Retrospection. Here we have a good example of what my mind would claim is a retrospective decision: Karaj said that he wanted to tell me to inform the whites that I would not be here for their story, but he didn’t. My mind says, ‘That’s easy for him to say now, but why didn’t he say something at the time…?’ Of course, he couldn’t and had he done so, I would not have gone through what has happened this week, and would not have learnt the lessons.

Karaj said that I need to go through my early appraisals and work through this retrospective issue, and talk to Karaj about it in front of George and Leon because of the English (Western) need for rationalising everything, rather than accepting instinct and intuition as reason enough. Also, ask why George and Leon are coming to see Karaj. My problem is that I am acting stupid, when I have evidence of my progress and success. Karaj added that my arrogance is a big problem: the Asians are doing well and I cannot handle it because I prefer to be around idiots where I am right (and clever etc.) Just like my father. I need to face this. He told others that I’m arrogant and ignorant; there is a world out there and I have no awareness of it. I need to deal with this.

Song Lyrics

George read the lyrics from, ‘A Boy Named Sue’. It is a song about a son’s hatred for his father for calling him Sue, until he finds out that the father did it to toughen him up. He knew he would not be there for him and this was the best he could do for him to prepare him for the harshness of life. The son’s hatred turned to love when he realised what his father had done for him. Just like me. This week I have been very angry at Karaj but now I am seeing what I already know – that he is doing what he does for my own benefit – and this includes not being able to tell me what or why. As in the song, I will thank him for it one day. Why not now?

Summaries

It has been easy for me to talk with Karaj today and my lack of emotion has allowed us to bring clarity to an important issue. The whole day has been aptly concluded by George’s contribution. Priya touched me when she said that it has been good to be ‘home’ and she is glad to be here. Hearing this I realise what I do here and the impact I have on people.
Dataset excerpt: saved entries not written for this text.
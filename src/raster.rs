//! Raster images handed to the encoder.
//!
//! A [`Raster`] borrows the caller's pixels for the duration of an encode
//! call; nothing in this crate ever writes through it. Its [`Rect`] bounds
//! place it on the animation canvas, and may be negative (validation rejects
//! those before any output is produced).

use alloc::vec::Vec;
use core::fmt;

/// Memory layout of the pixel data, i.e. the color model of a frame.
///
/// Two rasters share a color model only when their layouts are exactly
/// equal: `Rgb8` and `Rgb16` are different models.
///
/// 16-bit samples are stored big-endian, the byte order PNG uses on disk.
#[derive(Copy, Clone, Debug, PartialEq, Eq, Hash)]
pub enum PixelLayout {
    /// One 8-bit luminance sample per pixel.
    L8,
    /// 8-bit luminance and alpha.
    La8,
    /// 8-bit red, green, blue.
    Rgb8,
    /// 8-bit red, green, blue, alpha.
    Rgba8,
    /// One 16-bit luminance sample per pixel.
    L16,
    /// 16-bit luminance and alpha.
    La16,
    /// 16-bit red, green, blue.
    Rgb16,
    /// 16-bit red, green, blue, alpha.
    Rgba16,
}

impl PixelLayout {
    /// Number of samples per pixel.
    pub const fn channels(self) -> usize {
        match self {
            Self::L8 | Self::L16 => 1,
            Self::La8 | Self::La16 => 2,
            Self::Rgb8 | Self::Rgb16 => 3,
            Self::Rgba8 | Self::Rgba16 => 4,
        }
    }

    /// Bits per sample.
    pub const fn bit_depth(self) -> u8 {
        match self {
            Self::L8 | Self::La8 | Self::Rgb8 | Self::Rgba8 => 8,
            Self::L16 | Self::La16 | Self::Rgb16 | Self::Rgba16 => 16,
        }
    }

    /// Bytes per pixel.
    pub const fn bytes_per_pixel(self) -> usize {
        self.channels() * (self.bit_depth() as usize / 8)
    }

    /// Whether the layout carries an alpha channel.
    pub const fn has_alpha(self) -> bool {
        matches!(self, Self::La8 | Self::Rgba8 | Self::La16 | Self::Rgba16)
    }
}

impl fmt::Display for PixelLayout {
    fn fmt(&self, f: &mut fmt::Formatter<'_>) -> fmt::Result {
        let name = match self {
            Self::L8 => "L8",
            Self::La8 => "LA8",
            Self::Rgb8 => "RGB8",
            Self::Rgba8 => "RGBA8",
            Self::L16 => "L16",
            Self::La16 => "LA16",
            Self::Rgb16 => "RGB16",
            Self::Rgba16 => "RGBA16",
        };
        f.write_str(name)
    }
}

/// Placement of a raster on the canvas.
///
/// The minimum corner is `(x, y)`; the maximum corner is exclusive.
#[derive(Copy, Clone, Debug, PartialEq, Eq, Hash, Default)]
pub struct Rect {
    /// Minimum x coordinate.
    pub x: i32,
    /// Minimum y coordinate.
    pub y: i32,
    /// Width in pixels.
    pub width: u32,
    /// Height in pixels.
    pub height: u32,
}

impl Rect {
    /// A rectangle with its minimum corner at `(x, y)`.
    pub const fn new(x: i32, y: i32, width: u32, height: u32) -> Self {
        Self {
            x,
            y,
            width,
            height,
        }
    }

    /// Minimum x coordinate.
    pub const fn min_x(&self) -> i32 {
        self.x
    }

    /// Minimum y coordinate.
    pub const fn min_y(&self) -> i32 {
        self.y
    }

    /// Exclusive maximum x coordinate. Widened so it can never overflow.
    pub const fn max_x(&self) -> i64 {
        self.x as i64 + self.width as i64
    }

    /// Exclusive maximum y coordinate.
    pub const fn max_y(&self) -> i64 {
        self.y as i64 + self.height as i64
    }
}

impl fmt::Display for Rect {
    fn fmt(&self, f: &mut fmt::Formatter<'_>) -> fmt::Result {
        write!(
            f,
            "{}x{} at ({}, {})",
            self.width, self.height, self.x, self.y
        )
    }
}

/// A borrowed raster image: row-major pixels without padding.
#[derive(Copy, Clone, Debug, PartialEq, Eq)]
pub struct Raster<'a> {
    pixels: &'a [u8],
    layout: PixelLayout,
    bounds: Rect,
}

impl<'a> Raster<'a> {
    /// Wrap `pixels` as a `width` x `height` image at the canvas origin.
    ///
    /// The buffer length is not checked here; the codec rejects buffers
    /// that do not hold exactly `width * height` pixels.
    pub fn new(pixels: &'a [u8], layout: PixelLayout, width: u32, height: u32) -> Self {
        Self::with_bounds(pixels, layout, Rect::new(0, 0, width, height))
    }

    /// Wrap `pixels` with explicit canvas bounds.
    pub fn with_bounds(pixels: &'a [u8], layout: PixelLayout, bounds: Rect) -> Self {
        Self {
            pixels,
            layout,
            bounds,
        }
    }

    /// Move the raster so its minimum corner sits at `(x, y)`.
    #[must_use]
    pub fn at(mut self, x: i32, y: i32) -> Self {
        self.bounds.x = x;
        self.bounds.y = y;
        self
    }

    /// Raw pixel bytes.
    pub fn pixels(&self) -> &'a [u8] {
        self.pixels
    }

    /// Color model of the pixels.
    pub fn layout(&self) -> PixelLayout {
        self.layout
    }

    /// Placement on the canvas.
    pub fn bounds(&self) -> Rect {
        self.bounds
    }

    /// Width in pixels.
    pub fn width(&self) -> u32 {
        self.bounds.width
    }

    /// Height in pixels.
    pub fn height(&self) -> u32 {
        self.bounds.height
    }

    /// Byte length `pixels` must have for the declared size and layout.
    pub fn expected_len(&self) -> Option<usize> {
        (self.bounds.width as usize)
            .checked_mul(self.bounds.height as usize)?
            .checked_mul(self.layout.bytes_per_pixel())
    }
}

/// An owned raster, as produced by decoding.
#[derive(Clone, Debug, PartialEq, Eq)]
pub struct RasterBuf {
    /// Row-major pixel bytes.
    pub pixels: Vec<u8>,
    /// Color model of `pixels`.
    pub layout: PixelLayout,
    /// Width in pixels.
    pub width: u32,
    /// Height in pixels.
    pub height: u32,
}

impl RasterBuf {
    /// Borrow as a [`Raster`] at the canvas origin.
    pub fn as_raster(&self) -> Raster<'_> {
        Raster::new(&self.pixels, self.layout, self.width, self.height)
    }
}

#[cfg(test)]
mod tests {
    use super::*;

    #[test]
    fn layout_sizes() {
        assert_eq!(PixelLayout::L8.bytes_per_pixel(), 1);
        assert_eq!(PixelLayout::Rgba8.bytes_per_pixel(), 4);
        assert_eq!(PixelLayout::La16.bytes_per_pixel(), 4);
        assert_eq!(PixelLayout::Rgb16.bytes_per_pixel(), 6);
        assert!(PixelLayout::Rgba16.has_alpha());
        assert!(!PixelLayout::Rgb8.has_alpha());
    }

    #[test]
    fn rect_extents_do_not_overflow() {
        let r = Rect::new(i32::MAX, -5, u32::MAX, 10);
        assert_eq!(r.max_x(), i32::MAX as i64 + u32::MAX as i64);
        assert_eq!(r.max_y(), 5);
    }

    #[test]
    fn at_only_moves_origin() {
        let px = [0u8; 12];
        let r = Raster::new(&px, PixelLayout::Rgb8, 2, 2).at(3, 4);
        assert_eq!(r.bounds(), Rect::new(3, 4, 2, 2));
        assert_eq!(r.expected_len(), Some(12));
    }
}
Moreover, it showed me that there is no more important job than allowing people to feel glad to be here. She added that is nice to see me back again and how natural and instantaneous my hospitality has been tonight. Simran echoed this in his feedback, saying that he had felt welcomed by me this morning. I have needed to see this impact through the contrast of being unfriendly, cold, callous and arrogant. Karaj finished by saying that our default setting is that everyone is okay.

Summary: A very good day. Spoke with maturity to Karaj about the issues I have with him: my anger and the one about retrospective declarations. Our conversations brought clarity to the issues for me and, as Karaj said, if he irritates me it is because I am already irritated. If I am straight and mature he will be correspondingly straight; and issues – no matter how tough – will be resolved. I am really seeing the effect I have on people when I am there for them and when I serve them. It is two years today since the operation and tonight people have been telling me I am back. That’s how it feels to me, too.